Suggestions:- Say we define the following: "1" is the time of release; "2" is the time that A impacts arm; "3" is time immediately after A is wedged into arm.
- Note that energy is conserved between 1 and 2 for block A. However, angular momentum is NOT conserved between 1 and 2.
- Note that energy is NOT conserved between 2 and 3 (energy is typically not conserved during an impact). However, angular momentum for the system of arm + A IS conserved.
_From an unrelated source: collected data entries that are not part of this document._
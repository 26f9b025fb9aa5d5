//! Event Types - 시스템 전체에서 사용되는 이벤트 타입 정의
//!
//! 레지스트리 변경과 플러그인 실행에서 발생하는 이벤트를 정의합니다.
//! 이벤트는 성공한 연산에서만 발행됩니다. 실패한 연산은 아무것도
//! 발행하지 않습니다.

use crate::core::{Identity, PluginAddress, PluginId, VaultId};
use chrono::{DateTime, Utc};
use serde::{Deserialize, Serialize};
use serde_json::Value;

// ============================================================================
// Event ID
// ============================================================================

/// 이벤트 고유 ID
#[derive(Debug, Clone, PartialEq, Eq, Hash, Serialize, Deserialize)]
pub struct EventId(pub String);

impl EventId {
    /// 새 이벤트 ID 생성
    pub fn new() -> Self {
        Self(uuid::Uuid::new_v4().to_string())
    }
}

impl Default for EventId {
    fn default() -> Self {
        Self::new()
    }
}

impl std::fmt::Display for EventId {
    fn fmt(&self, f: &mut std::fmt::Formatter<'_>) -> std::fmt::Result {
        write!(f, "{}", self.0)
    }
}

// ============================================================================
// Event Category
// ============================================================================

/// 이벤트 카테고리
#[derive(Debug, Clone, Copy, PartialEq, Eq, Hash, Serialize, Deserialize)]
#[serde(rename_all = "snake_case")]
pub enum EventCategory {
    /// 시스템 이벤트 (서비스 시작/종료)
    System,
    /// 레지스트리 변경 및 디스패치 이벤트
    Registry,
    /// 플러그인 자체 실행 이벤트
    Plugin,
    /// 볼트 생성 이벤트
    Vault,
    /// 에러 이벤트
    Error,
}

impl EventCategory {
    /// 카테고리 문자열 반환
    pub fn as_str(&self) -> &'static str {
        match self {
            Self::System => "system",
            Self::Registry => "registry",
            Self::Plugin => "plugin",
            Self::Vault => "vault",
            Self::Error => "error",
        }
    }
}

// ============================================================================
// Event Severity
// ============================================================================

/// 이벤트 심각도
#[derive(
    Debug, Clone, Copy, PartialEq, Eq, PartialOrd, Ord, Hash, Serialize, Deserialize,
)]
#[serde(rename_all = "snake_case")]
pub enum EventSeverity {
    /// 디버그 정보
    Debug,
    /// 일반 정보
    Info,
    /// 경고
    Warning,
    /// 에러
    Error,
}

impl EventSeverity {
    pub fn as_str(&self) -> &'static str {
        match self {
            Self::Debug => "debug",
            Self::Info => "info",
            Self::Warning => "warning",
            Self::Error => "error",
        }
    }
}

impl Default for EventSeverity {
    fn default() -> Self {
        Self::Info
    }
}

// ============================================================================
// HubEvent - 핵심 이벤트 타입
// ============================================================================

/// PlugHub 시스템 이벤트
///
/// 모든 성공한 변경/디스패치에서 발행되는 이벤트의 공통 구조입니다.
#[derive(Debug, Clone, Serialize, Deserialize)]
pub struct HubEvent {
    /// 이벤트 ID
    pub id: EventId,

    /// 이벤트 타입 (예: "plugin.executed", "vault.created")
    pub event_type: String,

    /// 이벤트 카테고리
    pub category: EventCategory,

    /// 심각도
    pub severity: EventSeverity,

    /// 이벤트 발생 시간
    pub timestamp: DateTime<Utc>,

    /// 이벤트 소스 (컴포넌트)
    pub source: String,

    /// 연산을 일으킨 호출자 (알려진 경우)
    pub caller: Option<String>,

    /// 이벤트 데이터
    pub data: Value,
}

impl HubEvent {
    /// 새 이벤트 생성
    pub fn new(event_type: impl Into<String>, category: EventCategory) -> Self {
        Self {
            id: EventId::new(),
            event_type: event_type.into(),
            category,
            severity: EventSeverity::Info,
            timestamp: Utc::now(),
            source: String::new(),
            caller: None,
            data: Value::Null,
        }
    }

    /// 심각도 설정
    pub fn with_severity(mut self, severity: EventSeverity) -> Self {
        self.severity = severity;
        self
    }

    /// 소스 설정
    pub fn with_source(mut self, source: impl Into<String>) -> Self {
        self.source = source.into();
        self
    }

    /// 호출자 설정
    pub fn with_caller(mut self, caller: &Identity) -> Self {
        self.caller = Some(caller.as_str().to_string());
        self
    }

    /// 데이터 설정
    pub fn with_data(mut self, data: Value) -> Self {
        self.data = data;
        self
    }
}

// ============================================================================
// 사전 정의된 이벤트 타입들
// ============================================================================

/// 레지스트리 이벤트
pub mod registry {
    use super::*;

    /// 플러그인 등록 이벤트
    pub fn plugin_added(id: PluginId, address: PluginAddress) -> HubEvent {
        HubEvent::new("plugin.added", EventCategory::Registry)
            .with_source("registry")
            .with_data(serde_json::json!({
                "id": id.0,
                "address": address.0,
            }))
    }

    /// 플러그인 교체 이벤트
    pub fn plugin_updated(
        id: PluginId,
        old_address: PluginAddress,
        new_address: PluginAddress,
    ) -> HubEvent {
        HubEvent::new("plugin.updated", EventCategory::Registry)
            .with_source("registry")
            .with_data(serde_json::json!({
                "id": id.0,
                "old_address": old_address.0,
                "new_address": new_address.0,
            }))
    }

    /// 플러그인 제거 이벤트
    pub fn plugin_removed(id: PluginId) -> HubEvent {
        HubEvent::new("plugin.removed", EventCategory::Registry)
            .with_source("registry")
            .with_data(serde_json::json!({
                "id": id.0,
            }))
    }

    /// 디스패치 성공 이벤트
    pub fn plugin_executed(id: PluginId, input: i64, result: i64) -> HubEvent {
        HubEvent::new("plugin.executed", EventCategory::Registry)
            .with_source("registry")
            .with_data(serde_json::json!({
                "id": id.0,
                "input": input,
                "result": result,
            }))
    }
}

/// 플러그인 이벤트
pub mod plugin {
    use super::*;

    /// 플러그인 연산 수행 이벤트
    pub fn action_performed(plugin: &str, input: i64, result: i64) -> HubEvent {
        HubEvent::new("plugin.action_performed", EventCategory::Plugin)
            .with_source(plugin)
            .with_data(serde_json::json!({
                "plugin": plugin,
                "input": input,
                "result": result,
            }))
    }
}

/// 볼트 이벤트
pub mod vault {
    use super::*;

    /// 볼트 생성 이벤트
    pub fn created(id: VaultId, owner: &Identity, balance: i64) -> HubEvent {
        HubEvent::new("vault.created", EventCategory::Vault)
            .with_source("ledger")
            .with_caller(owner)
            .with_data(serde_json::json!({
                "id": id.0,
                "owner": owner.as_str(),
                "balance": balance,
            }))
    }
}

// ============================================================================
// 테스트
// ============================================================================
- Based on the above, consider working the problem in two steps: from 1 to 2 (using conservation of energy for A) and from 2 to 3 (using conservation of angular momentum for A + arm).
6 comments:
what does energy been conserved tell you and what does momentum conserved mean? I can't figure out what that information tells me
How does the momentum of the arm itself come into play? I found the velocity of the plug upon contact and i don't know where to go from there.
--to deborah--
Conservation of energy results from no external, non-conservative work being done on the system. This conservation means that T + V before is equal to T + V afterward. During impact, energy is typically lost to heat, vibrations, etc. and is typically not constant through the impact.
Conservation of angular momentum (about a FIXED point O) results from no moment being exerted about point O. This conservation means that H_O before is equal to H_O afterward. If you find the numerical value for H_O before impact, in this case, it is equal to the numerical value of H_O after impact.
--to jonbrueck--
The rod connecting the sphere and the cup (and pinned to ground at O) is assumed to have mass that is negligible compared to the mass of the rest of the system.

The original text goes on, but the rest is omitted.